Job Type
Full-time
Description
Job Summary
The Cloud Ops Manager is a working supervisor responsible for the reliable delivery of CaseWorthy’s software-as-a-service offerings, who ensures world class availability, security, and performance of these offerings. The incumbent manages a team of Cloud Engineers and Administrators who design, build, operate, and maintain the cloud infrastructure and who support innovations of the larger engineering organization.
Responsibilities
- Manages team of Cloud Engineers and Administrators.
- Ensures that there is 24x7 on-call and escalation coverage for support of cloud environments.
- Owns monitoring and observability solutions.
- Inculcates a “devops” culture across CaseWorthy R&D teams.
- Works in tandem with the engineering teams to identify and implement the most optimal cloud-based solutions for the company.
- Provides guidance, thought leadership, and mentorship both to the Cloud Ops team and to other development teams to build cloud competencies.
- Educates teams on the implementation of new cloud-based initiatives, providing associated training as required.
- Monitors and ensures the performance, uptime, and scale of systems and proactively addresses issues.
- Troubleshoots incidents, identifies root cause, fixes, and documents problems, and implements preventive measures.
- Operates and manages cloud environments in accordance with company security guidelines.

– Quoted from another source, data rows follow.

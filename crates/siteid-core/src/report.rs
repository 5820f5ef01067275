use crate::duplicate::{detect_duplicate_facilities, DuplicateGroup};
use crate::grammar::current_year;
use crate::issue::{Issue, IssueCategory};
use crate::mismatch::detect_mismatches_in_year;
use crate::record::OrderRecord;
use serde::{Deserialize, Serialize};
use std::collections::HashSet;

// ---------------------------------------------------------------------------
// IssueCounts
// ---------------------------------------------------------------------------

#[derive(Debug, Clone, Default, PartialEq, Eq, Serialize, Deserialize)]
#[serde(rename_all = "camelCase")]
pub struct IssueCounts {
    pub suffix_mismatches: usize,
    /// Number of duplicate groups, not of records inside them.
    pub duplicate_facilities: usize,
    pub invalid_facility_formats: usize,
    pub invalid_order_formats: usize,
    pub missing_ids: usize,
}

impl IssueCounts {
    pub fn get(&self, category: IssueCategory) -> usize {
        match category {
            IssueCategory::SuffixMismatches => self.suffix_mismatches,
            IssueCategory::DuplicateFacilities => self.duplicate_facilities,
            IssueCategory::InvalidFacilityFormats => self.invalid_facility_formats,
            IssueCategory::InvalidOrderFormats => self.invalid_order_formats,
            IssueCategory::MissingIds => self.missing_ids,
        }
    }

    fn bump(&mut self, category: IssueCategory) {
        let slot = match category {
            IssueCategory::SuffixMismatches => &mut self.suffix_mismatches,
            IssueCategory::DuplicateFacilities => &mut self.duplicate_facilities,
            IssueCategory::InvalidFacilityFormats => &mut self.invalid_facility_formats,
            IssueCategory::InvalidOrderFormats => &mut self.invalid_order_formats,
            IssueCategory::MissingIds => &mut self.missing_ids,
        };
        *slot += 1;
    }

    pub fn total(&self) -> usize {
        IssueCategory::all().iter().map(|c| self.get(*c)).sum()
    }
}

// ---------------------------------------------------------------------------
// IntegrityReport
// ---------------------------------------------------------------------------

#[derive(Debug, Clone, Default, PartialEq, Serialize, Deserialize)]
#[serde(rename_all = "camelCase")]
pub struct ReportDetails {
    /// Every per-record finding (missing, malformed, mismatched).
    pub mismatched_orders: Vec<Issue>,
    pub duplicate_groups: Vec<DuplicateGroup>,
}

#[derive(Debug, Clone, PartialEq, Serialize, Deserialize)]
#[serde(rename_all = "camelCase")]
pub struct IntegrityReport {
    pub total_orders: usize,
    pub valid: usize,
    pub invalid: usize,
    /// Percentage of records with no finding, 0-100.
    pub health_score: u32,
    pub issues: IssueCounts,
    pub details: ReportDetails,
}

impl IntegrityReport {
    pub fn is_clean(&self) -> bool {
        self.issues.total() == 0
    }

    /// True when nothing the fixer could act on remains.
    pub fn nothing_to_fix(&self) -> bool {
        IssueCategory::all()
            .iter()
            .filter(|c| c.auto_fixable())
            .all(|c| self.issues.get(*c) == 0)
    }
}

pub fn health_score(valid: usize, total: usize) -> u32 {
    if total == 0 {
        return 100;
    }
    ((valid as f64 / total as f64) * 100.0).round() as u32
}

pub fn generate_integrity_report(orders: &[OrderRecord]) -> IntegrityReport {
    generate_integrity_report_in_year(orders, current_year())
}

/// Build the report against a fixed "current year" (used only for the
/// corrections offered on malformed OrderIDs).
pub fn generate_integrity_report_in_year(
    orders: &[OrderRecord],
    current_year: i32,
) -> IntegrityReport {
    let record_issues = detect_mismatches_in_year(orders, current_year);
    let groups = detect_duplicate_facilities(orders);

    let mut counts = IssueCounts::default();
    let mut flagged: HashSet<&str> = HashSet::new();

    for issue in &record_issues {
        counts.bump(issue.category());
        flagged.extend(issue.record_ids());
    }
    for group in &groups {
        counts.bump(IssueCategory::DuplicateFacilities);
        flagged.extend(group.orders.iter().map(|r| r.id.as_str()));
    }

    // A store id can repeat across a bad snapshot; count records, not ids.
    let invalid = orders
        .iter()
        .filter(|r| flagged.contains(r.id.as_str()))
        .count();
    let total = orders.len();
    let valid = total - invalid;

    IntegrityReport {
        total_orders: total,
        valid,
        invalid,
        health_score: health_score(valid, total),
        issues: counts,
        details: ReportDetails {
            mismatched_orders: record_issues,
            duplicate_groups: groups,
        },
    }
}

// ---------------------------------------------------------------------------
// Tests
// ---------------------------------------------------------------------------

- Consults in system design to meet security, cost, reliability, and capacity requirements.
- Manages cloud costs and provides cost projections as needed.

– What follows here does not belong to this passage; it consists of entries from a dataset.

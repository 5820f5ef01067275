use crate::grammar::{
    canonical_order_id, current_year, generate_order_id, parse_facility_suffix, parse_order_id,
};
use crate::issue::Issue;
use crate::record::OrderRecord;

/// Classify one record. At most one issue comes back, checked in priority
/// order: missing ids, malformed FacilityID, malformed OrderID, mismatch.
///
/// `current_year` is only used to build the correction for an OrderID that
/// does not parse; a parseable OrderID keeps its own year so historical
/// orders are not flagged for predating the current calendar year. When
/// `current_year` cannot be written as an OrderID year the malformed
/// OrderID is reported without a correction.
pub fn classify_record(record: &OrderRecord, current_year: i32) -> Option<Issue> {
    let (facility_id, order_id) = match (record.facility_id(), record.order_id()) {
        (Some(f), Some(o)) => (f, o),
        (f, o) => return Some(Issue::missing_id(&record.id, f, o)),
    };

    let Some(suffix) = parse_facility_suffix(facility_id) else {
        return Some(Issue::invalid_facility(&record.id, facility_id));
    };

    let Some(parsed) = parse_order_id(order_id) else {
        let correct = match generate_order_id(&suffix, Some(current_year)) {
            Ok(correct) => Some(correct),
            Err(e) => {
                tracing::warn!(record = %record.id, "no correction for order id: {e}");
                None
            }
        };
        return Some(Issue::invalid_order(&record.id, facility_id, order_id, correct));
    };

    let expected = canonical_order_id(&suffix, &parsed);
    if expected != order_id {
        return Some(Issue::mismatch(&record.id, facility_id, order_id, expected));
    }
    None
}

/// Run [`classify_record`] over every record using the current UTC year.
pub fn detect_mismatches(orders: &[OrderRecord]) -> Vec<Issue> {
    detect_mismatches_in_year(orders, current_year())
}

pub fn detect_mismatches_in_year(orders: &[OrderRecord], current_year: i32) -> Vec<Issue> {
    let issues: Vec<Issue> = orders
        .iter()
        .filter_map(|record| classify_record(record, current_year))
        .collect();
    for issue in &issues {
        tracing::debug!(category = %issue.category(), "{}", issue.description());
    }
    issues
}

/// True when the record's OrderID is already the canonical derivation of
/// its FacilityID.
pub fn is_canonical(record: &OrderRecord) -> bool {
    let (Some(facility_id), Some(order_id)) = (record.facility_id(), record.order_id()) else {
        return false;
    };
    match (parse_facility_suffix(facility_id), parse_order_id(order_id)) {
        (Some(suffix), Some(parsed)) => canonical_order_id(&suffix, &parsed) == order_id,
        _ => false,
    }
}

// ---------------------------------------------------------------------------
// Tests
// ---------------------------------------------------------------------------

- Manages data backup operations and maintains data disaster recovery plans.
- Manages deployments to UAT and production environments.
- Automates infrastructure and configuration management using CI/CD and infrastructure as code.
- Ability to travel nationwide, up to 10% annually.
- Performs other duties as assigned.
Requirements
Required Skills & Qualifications
- Deep understanding of delivering software-as-a-service solutions
- 5+ years of experience in a systems administration, software engineering, or site reliability related role
- 3+ years of experience involving management and design of infrastructure within AWS or Azure
- 2+ years of supervising employees in an engineering organization
- Understanding of and experience with the five pillars of a well-architected framework
- Knowledge of a variety of security domains such as: problem management, security vulnerability assessments, business continuity, security audits and standards, and identity management
- Experience in hosting web applications, container orchestration, serverless compute, and ETL jobs within AWS or Azure.
- Working knowledge of infrastructure-as-code (ARM/BICEP, Terraform, CloudFormation, and/or CDK) and pipeline automation (GitHub Actions, AWS CodeBuild / Code Deploy, Jenkins, Azure Pipelines, BitBucket Pipelines, or similar)
- Knowledge of NIST 800-53/HITRUST/ISO Regulatory Frameworks
- Strong written and verbal communication skills for both technical and non-technical audiences
- Proven ability and passion to pick up new technologies and stay on the cutting edge of technology
Preferred Skills & Qualifications
- AWS and/or Azure certifications a plus
Salary Description
$125,000-$150,000